» **PROBLEM REQUIREMENTS**: Every line with the word "RegressionMetrics" in it should be extracted from the data that follows.

Entries taken from a collection:
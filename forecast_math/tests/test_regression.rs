use approx::assert_abs_diff_eq;
use forecast_math::metrics::{mean_absolute_error, RegressionMetrics};
use forecast_math::regression::fit;
use forecast_math::split::{chronological_split, split_index, DEFAULT_SPLIT_RATIO};
use rand::rngs::StdRng;
use rand::{Rng, SeedableRng};

// Synthetic lag-feature rows: [price_lag1, data_lag1, data_change_lag1]
fn noisy_lag_data(seed: u64, n: usize) -> (Vec<[f64; 3]>, Vec<f64>) {
    let mut rng = StdRng::seed_from_u64(seed);
    let mut price = 1800.0;
    let mut level = 50.0;
    let mut rows = Vec::with_capacity(n);
    let mut targets = Vec::with_capacity(n);

    for _ in 0..n {
        let change = rng.gen_range(-2.0..2.0);
        let row = [price, level, change];
        let next = 0.95 * price + 1.5 * level - 4.0 * change + 60.0 + rng.gen_range(-5.0..5.0);

        rows.push(row);
        targets.push(next);

        price = next;
        level += change;
    }

    (rows, targets)
}

#[test]
fn test_fit_on_training_block_matches_independent_residuals() {
    let (rows, targets) = noisy_lag_data(17, 120);

    let split_idx = split_index(rows.len(), DEFAULT_SPLIT_RATIO).unwrap();
    assert_eq!(split_idx, 96);

    let (train_x, test_x) = chronological_split(&rows, DEFAULT_SPLIT_RATIO).unwrap();
    let (train_y, test_y) = chronological_split(&targets, DEFAULT_SPLIT_RATIO).unwrap();
    assert_eq!(train_x.len(), train_y.len());
    assert_eq!(test_x.len(), test_y.len());
    assert_eq!(train_x.len() + test_x.len(), rows.len());

    let model = fit(train_x, train_y).unwrap();
    assert_eq!(model.n_features(), 3);

    let predicted = model.predict(train_x).unwrap();
    let mae = mean_absolute_error(train_y, &predicted).unwrap();

    let residual_mae = train_x
        .iter()
        .zip(train_y)
        .map(|(row, y)| {
            let fitted = row[0] * model.coefficients()[0]
                + row[1] * model.coefficients()[1]
                + row[2] * model.coefficients()[2]
                + model.intercept();
            (y - fitted).abs()
        })
        .sum::<f64>()
        / train_x.len() as f64;

    assert_abs_diff_eq!(mae, residual_mae, epsilon = 1e-9);

    // OLS residuals sum to zero when an intercept is fitted
    let residual_sum: f64 = train_y.iter().zip(&predicted).map(|(y, p)| y - p).sum();
    assert_abs_diff_eq!(residual_sum, 0.0, epsilon = 1e-6);
}

#[test]
fn test_fit_recovers_generating_coefficients() {
    let (rows, targets) = noisy_lag_data(5, 400);
    let model = fit(&rows, &targets).unwrap();

    assert_abs_diff_eq!(model.coefficients()[2], -4.0, epsilon = 0.5);

    let metrics = RegressionMetrics::compute(&targets, &model.predict(&rows).unwrap()).unwrap();
    assert!(metrics.r2.unwrap() > 0.9);
    assert!(metrics.rmse >= metrics.mae);
}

» **RESPONSE TO THE EXERCISE**:
use forecast_math::metrics::{mean_absolute_error, RegressionMetrics};
    let metrics = RegressionMetrics::compute(&targets, &model.predict(&rows).unwrap()).unwrap();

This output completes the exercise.